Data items
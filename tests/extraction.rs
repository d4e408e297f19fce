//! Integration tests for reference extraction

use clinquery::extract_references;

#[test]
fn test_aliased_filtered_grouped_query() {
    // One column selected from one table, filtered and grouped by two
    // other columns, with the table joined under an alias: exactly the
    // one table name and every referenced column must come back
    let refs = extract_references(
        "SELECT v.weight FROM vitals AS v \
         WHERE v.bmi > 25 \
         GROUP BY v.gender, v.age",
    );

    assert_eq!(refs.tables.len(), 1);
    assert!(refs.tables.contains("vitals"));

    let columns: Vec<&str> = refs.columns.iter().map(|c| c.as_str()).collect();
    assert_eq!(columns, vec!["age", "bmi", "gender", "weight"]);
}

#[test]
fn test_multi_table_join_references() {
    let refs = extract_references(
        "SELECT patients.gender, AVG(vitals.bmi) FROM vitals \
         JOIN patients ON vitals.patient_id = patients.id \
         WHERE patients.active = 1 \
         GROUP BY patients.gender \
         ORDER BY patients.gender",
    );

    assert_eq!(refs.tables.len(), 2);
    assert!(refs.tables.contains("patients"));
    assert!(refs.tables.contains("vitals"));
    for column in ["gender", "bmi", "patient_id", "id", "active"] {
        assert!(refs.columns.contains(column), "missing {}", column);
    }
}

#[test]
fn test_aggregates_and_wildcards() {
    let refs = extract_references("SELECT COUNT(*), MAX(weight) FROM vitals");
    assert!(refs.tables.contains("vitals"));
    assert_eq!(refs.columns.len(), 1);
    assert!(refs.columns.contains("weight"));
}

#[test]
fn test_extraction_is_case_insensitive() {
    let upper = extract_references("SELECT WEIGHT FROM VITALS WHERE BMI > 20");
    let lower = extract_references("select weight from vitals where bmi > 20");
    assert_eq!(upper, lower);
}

* * *

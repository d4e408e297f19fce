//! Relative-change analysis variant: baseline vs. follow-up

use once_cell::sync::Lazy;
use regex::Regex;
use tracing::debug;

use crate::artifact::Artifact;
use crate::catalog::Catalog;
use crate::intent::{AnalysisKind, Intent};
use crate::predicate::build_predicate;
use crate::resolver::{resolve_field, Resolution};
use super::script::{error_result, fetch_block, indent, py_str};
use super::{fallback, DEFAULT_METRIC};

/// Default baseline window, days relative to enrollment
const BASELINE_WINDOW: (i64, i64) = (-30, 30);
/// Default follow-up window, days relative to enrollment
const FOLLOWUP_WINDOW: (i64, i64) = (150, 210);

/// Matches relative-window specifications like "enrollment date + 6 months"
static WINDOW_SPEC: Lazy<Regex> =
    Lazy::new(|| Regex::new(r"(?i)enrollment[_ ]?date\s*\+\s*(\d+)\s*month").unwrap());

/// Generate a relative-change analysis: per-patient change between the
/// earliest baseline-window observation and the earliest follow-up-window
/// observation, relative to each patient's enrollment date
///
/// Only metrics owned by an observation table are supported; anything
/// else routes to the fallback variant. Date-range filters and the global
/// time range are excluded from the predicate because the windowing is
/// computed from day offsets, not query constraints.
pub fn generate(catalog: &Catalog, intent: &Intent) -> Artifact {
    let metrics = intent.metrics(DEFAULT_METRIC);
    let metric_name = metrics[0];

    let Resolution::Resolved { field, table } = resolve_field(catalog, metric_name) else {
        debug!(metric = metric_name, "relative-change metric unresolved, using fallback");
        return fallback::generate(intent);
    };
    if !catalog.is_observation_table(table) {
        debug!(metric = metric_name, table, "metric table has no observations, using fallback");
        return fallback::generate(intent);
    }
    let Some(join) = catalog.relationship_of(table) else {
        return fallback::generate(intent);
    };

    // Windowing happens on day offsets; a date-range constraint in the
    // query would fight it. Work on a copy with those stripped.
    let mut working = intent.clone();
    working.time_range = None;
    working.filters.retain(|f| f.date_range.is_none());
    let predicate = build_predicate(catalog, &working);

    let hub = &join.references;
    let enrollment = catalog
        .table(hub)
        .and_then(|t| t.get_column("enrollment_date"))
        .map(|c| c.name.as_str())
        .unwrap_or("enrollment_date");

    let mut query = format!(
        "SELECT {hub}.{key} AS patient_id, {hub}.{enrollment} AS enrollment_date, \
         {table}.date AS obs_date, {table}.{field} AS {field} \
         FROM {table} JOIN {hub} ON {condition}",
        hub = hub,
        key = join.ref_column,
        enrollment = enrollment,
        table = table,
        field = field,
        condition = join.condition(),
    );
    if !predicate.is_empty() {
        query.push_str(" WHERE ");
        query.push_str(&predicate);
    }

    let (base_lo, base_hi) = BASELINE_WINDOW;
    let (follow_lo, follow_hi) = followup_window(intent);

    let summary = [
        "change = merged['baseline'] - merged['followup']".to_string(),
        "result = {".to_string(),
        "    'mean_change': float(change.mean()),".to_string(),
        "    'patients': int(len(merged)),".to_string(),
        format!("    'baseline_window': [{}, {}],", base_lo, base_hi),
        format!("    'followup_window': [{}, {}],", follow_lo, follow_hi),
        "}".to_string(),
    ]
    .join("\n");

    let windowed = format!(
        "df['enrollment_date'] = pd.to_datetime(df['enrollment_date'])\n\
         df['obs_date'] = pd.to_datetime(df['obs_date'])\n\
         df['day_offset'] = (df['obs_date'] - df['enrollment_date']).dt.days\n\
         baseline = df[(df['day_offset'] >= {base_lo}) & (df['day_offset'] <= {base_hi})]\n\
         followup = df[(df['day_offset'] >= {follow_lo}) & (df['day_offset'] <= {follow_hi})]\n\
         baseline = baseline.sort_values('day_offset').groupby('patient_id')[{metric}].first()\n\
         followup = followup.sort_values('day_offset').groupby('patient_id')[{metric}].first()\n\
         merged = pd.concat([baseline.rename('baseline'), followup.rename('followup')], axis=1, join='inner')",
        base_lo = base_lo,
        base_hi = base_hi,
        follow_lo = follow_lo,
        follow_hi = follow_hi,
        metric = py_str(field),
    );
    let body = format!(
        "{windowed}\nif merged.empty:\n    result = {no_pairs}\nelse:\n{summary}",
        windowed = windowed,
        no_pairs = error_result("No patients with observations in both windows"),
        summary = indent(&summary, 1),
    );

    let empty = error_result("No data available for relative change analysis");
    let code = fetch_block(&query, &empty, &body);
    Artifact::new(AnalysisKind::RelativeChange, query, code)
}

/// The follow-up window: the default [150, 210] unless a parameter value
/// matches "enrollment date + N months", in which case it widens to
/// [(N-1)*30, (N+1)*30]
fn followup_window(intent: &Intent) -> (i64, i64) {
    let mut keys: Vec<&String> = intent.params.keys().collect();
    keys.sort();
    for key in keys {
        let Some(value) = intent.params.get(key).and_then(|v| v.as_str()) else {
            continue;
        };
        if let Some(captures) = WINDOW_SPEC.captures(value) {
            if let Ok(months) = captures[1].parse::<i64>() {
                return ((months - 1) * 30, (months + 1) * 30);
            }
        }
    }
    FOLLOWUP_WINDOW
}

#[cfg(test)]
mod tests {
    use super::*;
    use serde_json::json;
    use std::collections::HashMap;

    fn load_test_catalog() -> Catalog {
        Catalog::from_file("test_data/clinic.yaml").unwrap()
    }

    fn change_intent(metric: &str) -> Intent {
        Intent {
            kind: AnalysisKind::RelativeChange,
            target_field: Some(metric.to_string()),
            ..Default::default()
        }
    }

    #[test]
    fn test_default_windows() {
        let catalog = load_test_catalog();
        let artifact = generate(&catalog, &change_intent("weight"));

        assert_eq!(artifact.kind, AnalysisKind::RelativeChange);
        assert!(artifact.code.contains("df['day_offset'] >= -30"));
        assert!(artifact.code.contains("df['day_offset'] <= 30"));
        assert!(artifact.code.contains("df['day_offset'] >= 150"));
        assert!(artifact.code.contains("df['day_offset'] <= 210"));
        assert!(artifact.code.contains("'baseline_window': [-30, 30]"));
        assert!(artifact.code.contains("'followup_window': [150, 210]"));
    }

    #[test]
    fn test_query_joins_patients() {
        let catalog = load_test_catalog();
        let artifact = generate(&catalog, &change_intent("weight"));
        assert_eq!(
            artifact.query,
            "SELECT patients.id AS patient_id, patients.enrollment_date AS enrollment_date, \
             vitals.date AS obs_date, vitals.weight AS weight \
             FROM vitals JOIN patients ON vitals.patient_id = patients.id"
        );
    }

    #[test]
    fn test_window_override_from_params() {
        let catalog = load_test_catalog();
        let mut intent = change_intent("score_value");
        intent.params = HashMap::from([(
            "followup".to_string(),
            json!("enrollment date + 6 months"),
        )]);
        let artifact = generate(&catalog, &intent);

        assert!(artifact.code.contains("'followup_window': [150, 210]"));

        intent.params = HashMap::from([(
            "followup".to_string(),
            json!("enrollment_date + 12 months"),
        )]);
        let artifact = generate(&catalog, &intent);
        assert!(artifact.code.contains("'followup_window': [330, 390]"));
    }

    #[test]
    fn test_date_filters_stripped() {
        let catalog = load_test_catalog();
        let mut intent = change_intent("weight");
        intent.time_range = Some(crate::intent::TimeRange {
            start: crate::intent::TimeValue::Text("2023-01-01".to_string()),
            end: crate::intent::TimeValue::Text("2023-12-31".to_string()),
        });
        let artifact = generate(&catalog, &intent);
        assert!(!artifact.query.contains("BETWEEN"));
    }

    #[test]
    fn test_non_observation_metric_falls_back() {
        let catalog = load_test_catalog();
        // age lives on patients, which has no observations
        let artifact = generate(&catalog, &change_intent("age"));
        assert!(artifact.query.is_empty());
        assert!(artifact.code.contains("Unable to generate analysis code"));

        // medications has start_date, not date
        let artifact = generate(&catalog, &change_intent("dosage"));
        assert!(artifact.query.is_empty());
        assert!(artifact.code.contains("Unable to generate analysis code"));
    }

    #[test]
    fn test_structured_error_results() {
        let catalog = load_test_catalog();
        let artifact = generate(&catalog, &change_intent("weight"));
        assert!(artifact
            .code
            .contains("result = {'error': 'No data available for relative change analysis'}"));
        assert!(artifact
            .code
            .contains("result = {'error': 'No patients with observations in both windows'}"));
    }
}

* _Task details_
Only lines with the word "groupby" are needed. Copy them from the preceding records.

* _Your solution_
         baseline = baseline.sort_values('day_offset').groupby('patient_id')[{metric}].first()\n\
         followup = followup.sort_values('day_offset').groupby('patient_id')[{metric}].first()\n\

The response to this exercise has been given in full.